Por: Federico Gaon
La Tierra Santa es nuevamente foco de atención con motivo de los actos terroristas que vienen sacudiendo a israelíes y a palestinos desde hace algunas semanas. En medio de la violencia, los analistas se preguntan si se avecina una tercera intifada, o si esta ya es una realidad asentada. Todos los días se registran nuevos incidentes, generalmente provocados por jóvenes palestinos con armas blancas contra uniformados y civiles israelíes. Desde mi punto de vista, delinear a estas alturas si en efecto se trata de una intifada, es decir, de un levantamiento general, es prematuro, en tanto la aseveración genera mayor pesadumbre y ansiedad. Sin embargo, en cualquier caso, la pregunta obvia es por qué está sucediéndose semejante escalada, por qué en este momento y qué responsabilidad puede atribuírsele a cada bando.

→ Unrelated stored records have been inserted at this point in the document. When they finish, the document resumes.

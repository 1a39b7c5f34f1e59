use uuid::Uuid;

use crate::db::LinkRecord;

use super::StatusReport;
use super::codes::CODE_LENGTH;

pub(crate) const LINKING_DISABLED_MESSAGE: &str = "Account linking is currently disabled.";
pub(crate) const INVALID_CODE_MESSAGE: &str =
    "Invalid or expired code. Use /link in Minecraft to get a new one.";
pub(crate) const LINKED_MESSAGE: &str = "Successfully linked to Minecraft account!";
pub(crate) const RECONNECTING_MESSAGE: &str = "Attempting to reconnect to SQL database...";
pub(crate) const RECONNECTED_MESSAGE: &str = "SQL database reconnected!";
pub(crate) const RECONNECT_FAILED_MESSAGE: &str = "Reconnection failed. Check console.";
pub(crate) const NO_LINK_DATA_MESSAGE: &str = "No link data found.";
pub(crate) const LOOKUP_HEADER: &str = "--- Discord Link Lookup ---";
pub(crate) const STATUS_HEADER: &str = "--- Discord Bridge Status ---";

/// Trims `input` and returns it only if it has the shape of an issued code.
pub(crate) fn normalize_code(input: &str) -> Option<&str> {
    let code = input.trim();
    (code.len() == CODE_LENGTH && code.bytes().all(|b| b.is_ascii_digit())).then_some(code)
}

pub(crate) fn normalize_discord_id(input: &str) -> Option<&str> {
    let id = input.trim();
    (!id.is_empty()).then_some(id)
}

pub(crate) fn code_issued_messages(code: &str) -> [String; 2] {
    [
        format!("Your linking code is: {code}"),
        format!("Type /link {code} in Discord to finish linking."),
    ]
}

pub(crate) fn lookup_lines(records: &[LinkRecord]) -> Vec<(Uuid, String)> {
    records
        .iter()
        .map(|record| (record.player_id, record.summary()))
        .collect()
}

pub(crate) fn status_lines(report: &StatusReport) -> Vec<String> {
    let linking = if report.linking_enabled { "enabled" } else { "disabled" };
    vec![
        STATUS_HEADER.to_string(),
        format!("Link backend: {} ({})", report.backend, report.status),
        format!("SQL Database: {}", report.sql_status),
        format!("Linking: {linking}"),
        format!("Pending codes: {}", report.pending_codes),
    ]
}

#[cfg(test)]
mod tests {
    use chrono::NaiveDate;
    use test_case::test_case;
    use uuid::Uuid;

    use super::{
        code_issued_messages, lookup_lines, normalize_code, normalize_discord_id, status_lines,
    };
    use crate::bridge::StatusReport;
    use crate::db::{BackendKind, LinkRecord, StoreStatus};

    #[test_case("0042", Some("0042") ; "plain code")]
    #[test_case("  1234\n", Some("1234") ; "surrounding whitespace")]
    #[test_case("123", None ; "too short")]
    #[test_case("12345", None ; "too long")]
    #[test_case("12a4", None ; "non digit")]
    #[test_case("", None ; "empty")]
    #[test_case("١٢٣٤", None ; "non ascii digits")]
    fn normalize_code_accepts_only_four_ascii_digits(input: &str, expected: Option<&str>) {
        assert_eq!(normalize_code(input), expected);
    }

    #[test_case("123456789012345678", Some("123456789012345678") ; "snowflake")]
    #[test_case(" 42 ", Some("42") ; "trimmed")]
    #[test_case("   ", None ; "blank")]
    fn normalize_discord_id_rejects_blank(input: &str, expected: Option<&str>) {
        assert_eq!(normalize_discord_id(input), expected);
    }

    #[test]
    fn code_issued_messages_include_code_twice() {
        let [first, second] = code_issued_messages("0815");
        assert_eq!(first, "Your linking code is: 0815");
        assert_eq!(second, "Type /link 0815 in Discord to finish linking.");
    }

    #[test]
    fn lookup_lines_render_summary_per_record() {
        let player = Uuid::new_v4();
        let records = vec![
            LinkRecord {
                player_id: player,
                discord_id: "1001".to_string(),
                linked_at: NaiveDate::from_ymd_opt(2024, 3, 9),
            },
            LinkRecord {
                player_id: Uuid::nil(),
                discord_id: "1002".to_string(),
                linked_at: None,
            },
        ];

        let lines = lookup_lines(&records);

        assert_eq!(lines[0], (player, "ID: 1001 | Linked: 2024-03-09".to_string()));
        assert_eq!(lines[1], (Uuid::nil(), "ID: 1002 | Linked: Unknown".to_string()));
    }

    #[test]
    fn status_lines_show_backend_and_state() {
        let report = StatusReport {
            backend: BackendKind::Sql,
            status: StoreStatus::Offline,
            sql_status: StoreStatus::Offline,
            linking_enabled: true,
            pending_codes: 2,
        };

        let lines = status_lines(&report);

        assert_eq!(lines[1], "Link backend: sql (OFFLINE)");
        assert_eq!(lines[2], "SQL Database: OFFLINE");
        assert_eq!(lines[3], "Linking: enabled");
        assert_eq!(lines[4], "Pending codes: 2");
    }
}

Para poner la situación en contexto, la presente ola de ataques terroristas se produce cuando la atención de la comunidad internacional dista de estar enfocada en el conflicto israelí-palestino. Con las potencias preocupadas por el desarrollo de los acontecimientos en Siria, en Yemen y en Irak, y el conflicto sectario que sacude a todo Medio Oriente, la cuestión palestina ha pasado a un plano secundario. En vista de las circunstancias, ha quedado finalmente en evidencia que el embate entre árabes e israelíes no es principal causante de inestabilidad y resquemor en la región. Esto ha quedado visiblemente expuesto durante las recientes sesiones de Naciones Unidas, en donde el tema de Palestina no tuvo el protagonismo que tuviera en años anteriores. La agenda internacional, por el contrario, está sobrecargada con el desasosiego sobre el futuro del mundo árabe, preso de una conflagración mayor entre yihadistas y dictadores. Por esta razón, durante su discurso ante la Asamblea General, el presidente palestino, Mahmud Abás, buscó precisamente llamar la atención con el anuncio de que ya no se sentía obligado por los acuerdos (de paz) de Oslo, establecidos dos décadas atrás.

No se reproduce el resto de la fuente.